- Task
A complete answer lists every line of the material where the string "never" occurs.
======== Records for this exercise
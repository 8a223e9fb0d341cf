//! Columns command: show the effective field → column mapping

use anyhow::Result;

use crate::config::Profile;
use crate::sync::value::EditableField;

pub fn run(profile: &Profile) -> Result<()> {
    let map = profile.column_map()?;
    for field in EditableField::ALL {
        match map.column(field) {
            Some(column) => println!("{:<12} column {}", field.to_string(), column),
            None => println!("{:<12} (unsupported: no column mapping)", field.to_string()),
        }
    }
    Ok(())
}
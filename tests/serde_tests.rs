use assoc_map::AssocMap;

#[test]
fn test_serialize_as_json_object() {
    let mut m: AssocMap<String, i32> = AssocMap::new();
    m.insert("Apple".to_string(), 10);

    let json = serde_json::to_string(&m).unwrap();
    assert_eq!(json, r#"{"Apple":10}"#);
}

#[test]
fn test_deserialize_from_json_object() {
    let m: AssocMap<String, i32> =
        serde_json::from_str(r#"{"Apple":3,"Banana":5}"#).unwrap();
    assert_eq!(m.len(), 2);
    assert_eq!(m.get("Apple"), Some(&3));
    assert_eq!(m.get("Banana"), Some(&5));
}

#[test]
fn test_deserialize_duplicate_key_last_wins() {
    let m: AssocMap<String, i32> =
        serde_json::from_str(r#"{"Apple":3,"Apple":10}"#).unwrap();
    assert_eq!(m.len(), 1);
    assert_eq!(m.get("Apple"), Some(&10));
}

#[test]
fn test_deserialize_rejects_non_map() {
    let res: Result<AssocMap<String, i32>, _> = serde_json::from_str("[1, 2, 3]");
    assert!(res.is_err());
}

#[test]
fn test_json_value_survives_reload() {
    let src: AssocMap<String, Vec<u32>> = [
        ("odd".to_string(), vec![1, 3, 5]),
        ("even".to_string(), vec![2, 4]),
    ]
    .into_iter()
    .collect();

    let json = serde_json::to_value(&src).unwrap();
    assert_eq!(json["odd"], serde_json::json!([1, 3, 5]));

    let back: AssocMap<String, Vec<u32>> = serde_json::from_value(json).unwrap();
    assert_eq!(back, src);
}
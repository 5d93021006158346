use core::fmt;
use core::marker::PhantomData;
use core::hash::{Hash, BuildHasher};

use serde::de::{Deserialize, Deserializer, MapAccess, Visitor};
use serde::ser::{Serialize, Serializer};

use crate::AssocMap;

// upper bound on preallocation driven by an untrusted size hint
const MAX_PREALLOC: usize = 4096;

impl<K, V, S> Serialize for AssocMap<K, V, S>
where
    K: Serialize,
    V: Serialize,
{
    #[inline]
    fn serialize<Ser: Serializer>(&self, serializer: Ser) -> Result<Ser::Ok, Ser::Error> {
        serializer.collect_map(self.iter())
    }
}

struct AssocMapVisitor<K, V, S> {
    marker: PhantomData<AssocMap<K, V, S>>,
}

impl<'de, K, V, S> Visitor<'de> for AssocMapVisitor<K, V, S>
where
    K: Deserialize<'de> + Eq + Hash,
    V: Deserialize<'de>,
    S: BuildHasher + Default,
{
    type Value = AssocMap<K, V, S>;

    fn expecting(&self, f: &mut fmt::Formatter<'_>) -> fmt::Result {
        f.write_str("a map")
    }

    fn visit_map<A: MapAccess<'de>>(self, mut access: A) -> Result<Self::Value, A::Error> {
        let capacity = access.size_hint().unwrap_or(0).min(MAX_PREALLOC);
        let mut map = AssocMap::with_capacity_and_hasher(capacity, S::default());

        // a repeated key overwrites, last one wins
        while let Some((k, v)) = access.next_entry()? {
            map.insert(k, v);
        }

        Ok(map)
    }
}

impl<'de, K, V, S> Deserialize<'de> for AssocMap<K, V, S>
where
    K: Deserialize<'de> + Eq + Hash,
    V: Deserialize<'de>,
    S: BuildHasher + Default,
{
    fn deserialize<D: Deserializer<'de>>(deserializer: D) -> Result<Self, D::Error> {
        deserializer.deserialize_map(AssocMapVisitor { marker: PhantomData })
    }
}
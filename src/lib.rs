#![doc = include_str!("../README.md")]

#![no_std]

#![warn(
    anonymous_parameters,
    missing_copy_implementations,
    missing_debug_implementations,
    nonstandard_style,
    rust_2018_idioms,
    trivial_casts,
    trivial_numeric_casts,
    unreachable_pub,
    unused_extern_crates,
    unused_qualifications,
    variant_size_differences
)]

extern crate alloc;

use core::fmt;
use core::borrow::Borrow;
use core::ops::Index;
use core::hash::{Hash, BuildHasher};
use core::iter::{FromIterator, FusedIterator};

use hashbrown::{HashMap, DefaultHashBuilder, hash_map};

use log::{debug, trace};

pub use hashbrown::TryReserveError;
pub use hashbrown::hash_map::{Drain, IntoIter, IterMut, Keys, Values, ValuesMut};

#[cfg(feature = "serde")]
mod serde_impl;

/// An unordered map from unique keys to values.
///
/// Inserting a key that is already present replaces its value, so the map
/// never holds two entries for one key. Iteration order is unspecified and may
/// change after any mutation.
///
/// A lookup miss is reported as `None`, never as a panic (except through
/// [`Index`], which mirrors `std::collections::HashMap`).
pub struct AssocMap<K, V, S = DefaultHashBuilder> {
    inner: HashMap<K, V, S>,
}

impl<K, V> AssocMap<K, V, DefaultHashBuilder> {
    /// Creates an empty `AssocMap`.
    ///
    /// The map is initially created with a capacity of 0, so it will not
    /// allocate until it is first inserted into.
    #[inline]
    pub fn new() -> Self {
        Self { inner: HashMap::new() }
    }

    /// Creates an empty `AssocMap` with the specified capacity.
    ///
    /// The map will be able to hold at least `capacity` elements without
    /// reallocating. If `capacity` is 0, the map will not allocate.
    #[inline]
    pub fn with_capacity(capacity: usize) -> Self {
        Self { inner: HashMap::with_capacity(capacity) }
    }
}

impl<K, V, S> AssocMap<K, V, S> {
    /// Creates an empty `AssocMap` using the provided hasher `h`.
    #[inline]
    pub fn with_hasher(h: S) -> Self {
        Self { inner: HashMap::with_hasher(h) }
    }

    /// Creates an empty `AssocMap` with the specified initial capacity `n` and hasher `h`.
    #[inline]
    pub fn with_capacity_and_hasher(n: usize, h: S) -> Self {
        Self { inner: HashMap::with_capacity_and_hasher(n, h) }
    }

    /// Returns a reference to the map's hasher.
    #[inline]
    pub fn hasher(&self) -> &S {
        self.inner.hasher()
    }

    /// Returns the number of entries the map can hold without reallocating.
    #[inline]
    pub fn capacity(&self) -> usize {
        self.inner.capacity()
    }

    /// Returns the number of entries in the map.
    ///
    /// # Examples
    ///
    /// ```
    /// use assoc_map::AssocMap;
    ///
    /// let mut map = AssocMap::new();
    /// map.insert("Apple", 3);
    /// map.insert("Apple", 10);
    /// assert_eq!(map.len(), 1);
    /// ```
    #[inline]
    pub fn len(&self) -> usize {
        self.inner.len()
    }

    /// Returns `true` if the map contains no entries.
    #[inline]
    pub fn is_empty(&self) -> bool {
        self.inner.is_empty()
    }

    /// Removes all entries, keeping the allocated memory for reuse.
    ///
    /// # Examples
    ///
    /// ```
    /// use assoc_map::AssocMap;
    ///
    /// let mut map = AssocMap::new();
    /// map.insert(1, "a");
    /// map.insert(2, "b");
    /// let capacity = map.capacity();
    ///
    /// map.clear();
    /// assert!(map.is_empty());
    /// assert_eq!(map.capacity(), capacity);
    /// ```
    #[cfg_attr(feature = "inline-more", inline)]
    pub fn clear(&mut self) {
        let dropped = self.inner.len();
        self.inner.clear();
        trace!("cleared {dropped} entries");
    }

    /// Returns an iterator over the entries of the map, in arbitrary order.
    ///
    /// The iterator implements `ExactSizeIterator` and `FusedIterator`.
    ///
    /// # Examples
    ///
    /// ```
    /// use assoc_map::AssocMap;
    ///
    /// let mut map = AssocMap::new();
    /// map.insert("a", 1);
    /// map.insert("b", 2);
    ///
    /// let mut items: Vec<_> = map.iter().collect();
    /// items.sort();
    /// assert_eq!(items, vec![(&"a", &1), (&"b", &2)]);
    /// ```
    #[inline]
    pub fn iter(&self) -> Iter<'_, K, V> {
        Iter { inner: self.inner.iter() }
    }

    /// Returns an iterator over the entries with mutable references to the values.
    #[inline]
    pub fn iter_mut(&mut self) -> IterMut<'_, K, V> {
        self.inner.iter_mut()
    }

    /// Returns an iterator over the keys, in arbitrary order.
    #[inline]
    pub fn keys(&self) -> Keys<'_, K, V> {
        self.inner.keys()
    }

    /// Returns an iterator over the values, in arbitrary order.
    #[inline]
    pub fn values(&self) -> Values<'_, K, V> {
        self.inner.values()
    }

    /// Returns an iterator over mutable references to the values.
    #[inline]
    pub fn values_mut(&mut self) -> ValuesMut<'_, K, V> {
        self.inner.values_mut()
    }

    /// Removes every entry and returns them as an iterator.
    ///
    /// Entries not consumed by the iterator are dropped when it is.
    #[cfg_attr(feature = "inline-more", inline)]
    pub fn drain(&mut self) -> Drain<'_, K, V> {
        trace!("draining {} entries", self.inner.len());
        self.inner.drain()
    }

    /// Keeps only the entries for which `f` returns `true`.
    ///
    /// # Examples
    ///
    /// ```
    /// use assoc_map::AssocMap;
    ///
    /// let mut map: AssocMap<i32, i32> = (0..8).map(|i| (i, i * 10)).collect();
    /// map.retain(|&k, _| k % 2 == 0);
    /// assert_eq!(map.len(), 4);
    /// assert!(!map.contains_key(&3));
    /// ```
    #[cfg_attr(feature = "inline-more", inline)]
    pub fn retain<F>(&mut self, f: F)
    where
        F: FnMut(&K, &mut V) -> bool
    {
        let before = self.inner.len();
        self.inner.retain(f);
        trace!("retain dropped {} entries", before - self.inner.len());
    }

    /// Returns `true` if any entry holds a value equal to `value`.
    ///
    /// Values are not indexed, so this walks every entry.
    ///
    /// # Examples
    ///
    /// ```
    /// use assoc_map::AssocMap;
    ///
    /// let mut map = AssocMap::new();
    /// map.insert("Apple", 3);
    /// map.insert("Banana", 5);
    /// assert!(map.contains_value(&5));
    /// assert!(!map.contains_value(&10));
    /// ```
    #[cfg_attr(feature = "inline-more", inline)]
    pub fn contains_value(&self, value: &V) -> bool
    where
        V: PartialEq
    {
        self.inner.values().any(|v| v == value)
    }
}

impl<K, V, S> AssocMap<K, V, S>
where
    K: Eq + Hash,
    S: BuildHasher,
{
    /// Inserts a key-value pair into the map.
    ///
    /// If the key was already present its value is replaced and the old value
    /// is returned. The size only grows when the key was absent.
    ///
    /// # Examples
    ///
    /// ```
    /// use assoc_map::AssocMap;
    ///
    /// let mut map = AssocMap::new();
    /// assert_eq!(map.insert("Apple", 3), None);
    /// assert_eq!(map.insert("Apple", 10), Some(3));
    /// assert_eq!(map.get("Apple"), Some(&10));
    /// ```
    #[cfg_attr(feature = "inline-more", inline)]
    pub fn insert(&mut self, key: K, value: V) -> Option<V> {
        self.inner.insert(key, value)
    }

    /// Returns a reference to the value corresponding to the key.
    ///
    /// `None` means the key is absent.
    #[inline]
    pub fn get<Q>(&self, key: &Q) -> Option<&V>
    where
        K: Borrow<Q>,
        Q: Hash + Eq + ?Sized,
    {
        self.inner.get(key)
    }

    /// Returns the stored key and its value.
    #[inline]
    pub fn get_key_value<Q>(&self, key: &Q) -> Option<(&K, &V)>
    where
        K: Borrow<Q>,
        Q: Hash + Eq + ?Sized,
    {
        self.inner.get_key_value(key)
    }

    /// Returns a mutable reference to the value corresponding to the key.
    #[inline]
    pub fn get_mut<Q>(&mut self, key: &Q) -> Option<&mut V>
    where
        K: Borrow<Q>,
        Q: Hash + Eq + ?Sized,
    {
        self.inner.get_mut(key)
    }

    /// Returns `true` if the map contains a value for the specified key.
    #[inline]
    pub fn contains_key<Q>(&self, key: &Q) -> bool
    where
        K: Borrow<Q>,
        Q: Hash + Eq + ?Sized,
    {
        self.inner.contains_key(key)
    }

    /// Removes a key from the map, returning its value if it was present.
    ///
    /// Removing an absent key does nothing.
    ///
    /// # Examples
    ///
    /// ```
    /// use assoc_map::AssocMap;
    ///
    /// let mut map = AssocMap::new();
    /// map.insert(1, "a");
    /// assert_eq!(map.remove(&1), Some("a"));
    /// assert_eq!(map.remove(&1), None);
    /// assert_eq!(map.get(&1), None);
    /// ```
    #[cfg_attr(feature = "inline-more", inline)]
    pub fn remove<Q>(&mut self, key: &Q) -> Option<V>
    where
        K: Borrow<Q>,
        Q: Hash + Eq + ?Sized,
    {
        self.inner.remove(key)
    }

    /// Removes a key from the map, returning the stored key and value.
    #[cfg_attr(feature = "inline-more", inline)]
    pub fn remove_entry<Q>(&mut self, key: &Q) -> Option<(K, V)>
    where
        K: Borrow<Q>,
        Q: Hash + Eq + ?Sized,
    {
        self.inner.remove_entry(key)
    }

    /// Reserves capacity for at least `additional` more entries.
    ///
    /// # Examples
    ///
    /// ```
    /// use assoc_map::AssocMap;
    ///
    /// let mut map = AssocMap::<i32, i32>::new();
    /// map.reserve(100);
    /// assert!(map.capacity() >= 100);
    /// ```
    #[inline]
    pub fn reserve(&mut self, additional: usize) {
        self.inner.reserve(additional)
    }

    /// Tries to reserve capacity for at least `additional` more entries.
    ///
    /// # Errors
    ///
    /// Returns [`TryReserveError::CapacityOverflow`] if the new capacity
    /// overflows `usize`, or [`TryReserveError::AllocError`] if the allocator
    /// reports a failure. The map is left unchanged in both cases.
    ///
    /// # Examples
    ///
    /// ```
    /// use assoc_map::{AssocMap, TryReserveError};
    ///
    /// let mut map: AssocMap<u64, u64> = AssocMap::new();
    /// assert!(map.try_reserve(16).is_ok());
    /// assert!(matches!(
    ///     map.try_reserve(usize::MAX),
    ///     Err(TryReserveError::CapacityOverflow)
    /// ));
    /// ```
    #[cfg_attr(feature = "inline-more", inline)]
    pub fn try_reserve(&mut self, additional: usize) -> Result<(), TryReserveError> {
        self.inner.try_reserve(additional).map_err(|e| {
            debug!("failed to reserve {additional} entries: {e:?}");
            e
        })
    }

    /// Shrinks the capacity of the map as much as possible.
    #[inline]
    pub fn shrink_to_fit(&mut self) {
        self.inner.shrink_to_fit()
    }
}

/// Borrowing iterator over the entries of an `AssocMap`, in arbitrary order.
#[derive(Debug)]
pub struct Iter<'a, K, V> {
    inner: hash_map::Iter<'a, K, V>,
}

impl<K, V> Clone for Iter<'_, K, V> {
    #[inline]
    fn clone(&self) -> Self {
        Self { inner: self.inner.clone() }
    }
}

impl<'a, K, V> Iterator for Iter<'a, K, V> {
    type Item = (&'a K, &'a V);

    #[cfg_attr(feature = "inline-more", inline)]
    fn next(&mut self) -> Option<Self::Item> {
        self.inner.next()
    }

    #[inline(always)]
    fn size_hint(&self) -> (usize, Option<usize>) {
        self.inner.size_hint()
    }
}

impl<K, V> ExactSizeIterator for Iter<'_, K, V> {
    #[inline(always)]
    fn len(&self) -> usize {
        self.inner.len()
    }
}

impl<K, V> FusedIterator for Iter<'_, K, V> {}

impl<'a, K, V, S> IntoIterator for &'a AssocMap<K, V, S> {
    type Item = (&'a K, &'a V);
    type IntoIter = Iter<'a, K, V>;

    #[inline]
    fn into_iter(self) -> Self::IntoIter {
        self.iter()
    }
}

impl<'a, K, V, S> IntoIterator for &'a mut AssocMap<K, V, S> {
    type Item = (&'a K, &'a mut V);
    type IntoIter = IterMut<'a, K, V>;

    #[inline]
    fn into_iter(self) -> Self::IntoIter {
        self.iter_mut()
    }
}

impl<K, V, S> IntoIterator for AssocMap<K, V, S> {
    type Item = (K, V);
    type IntoIter = IntoIter<K, V>;

    #[inline]
    fn into_iter(self) -> Self::IntoIter {
        self.inner.into_iter()
    }
}

impl<K, V, S> FromIterator<(K, V)> for AssocMap<K, V, S>
where
    K: Eq + Hash,
    S: Default + BuildHasher,
{
    #[cfg_attr(feature = "inline-more", inline)]
    fn from_iter<T: IntoIterator<Item = (K, V)>>(iter: T) -> Self {
        let iter = iter.into_iter();
        let mut map = AssocMap::with_capacity_and_hasher(
            iter.size_hint().0,
            S::default()
        );
        iter.for_each(|(k, v)| _ = map.insert(k, v));
        map
    }
}

impl<K, V, S> Extend<(K, V)> for AssocMap<K, V, S>
where
    K: Eq + Hash,
    S: BuildHasher,
{
    #[cfg_attr(feature = "inline-more", inline)]
    fn extend<T: IntoIterator<Item = (K, V)>>(&mut self, iter: T) {
        let iter = iter.into_iter();
        // duplicates are likely when the map already has entries
        let reserve = if self.is_empty() {
            iter.size_hint().0
        } else {
            (iter.size_hint().0 + 1) / 2
        };
        self.reserve(reserve);
        iter.for_each(move |(k, v)| _ = self.insert(k, v));
    }
}

impl<'a, K, V, S> Extend<(&'a K, &'a V)> for AssocMap<K, V, S>
where
    K: Eq + Hash + Copy,
    V: Copy,
    S: BuildHasher,
{
    #[inline]
    fn extend<T: IntoIterator<Item = (&'a K, &'a V)>>(&mut self, iter: T) {
        self.extend(iter.into_iter().map(|(&k, &v)| (k, v)));
    }
}

impl<K, Q, V, S> Index<&Q> for AssocMap<K, V, S>
where
    K: Eq + Hash + Borrow<Q>,
    Q: Hash + Eq + ?Sized,
    S: BuildHasher,
{
    type Output = V;

    /// # Panics
    ///
    /// Panics if the key is not present in the map.
    #[inline]
    fn index(&self, key: &Q) -> &V {
        self.get(key).expect("key not found in AssocMap")
    }
}

impl<K, V, S> Default for AssocMap<K, V, S>
where
    S: Default,
{
    #[inline]
    fn default() -> Self {
        Self::with_hasher(S::default())
    }
}

impl<K, V, S> Clone for AssocMap<K, V, S>
where
    K: Clone,
    V: Clone,
    S: Clone,
{
    #[inline]
    fn clone(&self) -> Self {
        Self { inner: self.inner.clone() }
    }
}

impl<K, V, S> PartialEq for AssocMap<K, V, S>
where
    K: Eq + Hash,
    V: PartialEq,
    S: BuildHasher,
{
    #[inline]
    fn eq(&self, other: &Self) -> bool {
        if self.len() != other.len() {
            return false;
        }
        self.iter().all(|(k, v)| other.get(k).map_or(false, |ov| v == ov))
    }
}

impl<K, V, S> Eq for AssocMap<K, V, S>
where
    K: Eq + Hash,
    V: Eq,
    S: BuildHasher,
{
}

impl<K, V, S> fmt::Debug for AssocMap<K, V, S>
where
    K: fmt::Debug,
    V: fmt::Debug,
{
    #[inline]
    fn fmt(&self, f: &mut fmt::Formatter<'_>) -> fmt::Result {
        f.debug_map().entries(self.iter()).finish()
    }
}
================
- Answer below
/// never holds two entries for one key. Iteration order is unspecified and may
/// A lookup miss is reported as `None`, never as a panic (except through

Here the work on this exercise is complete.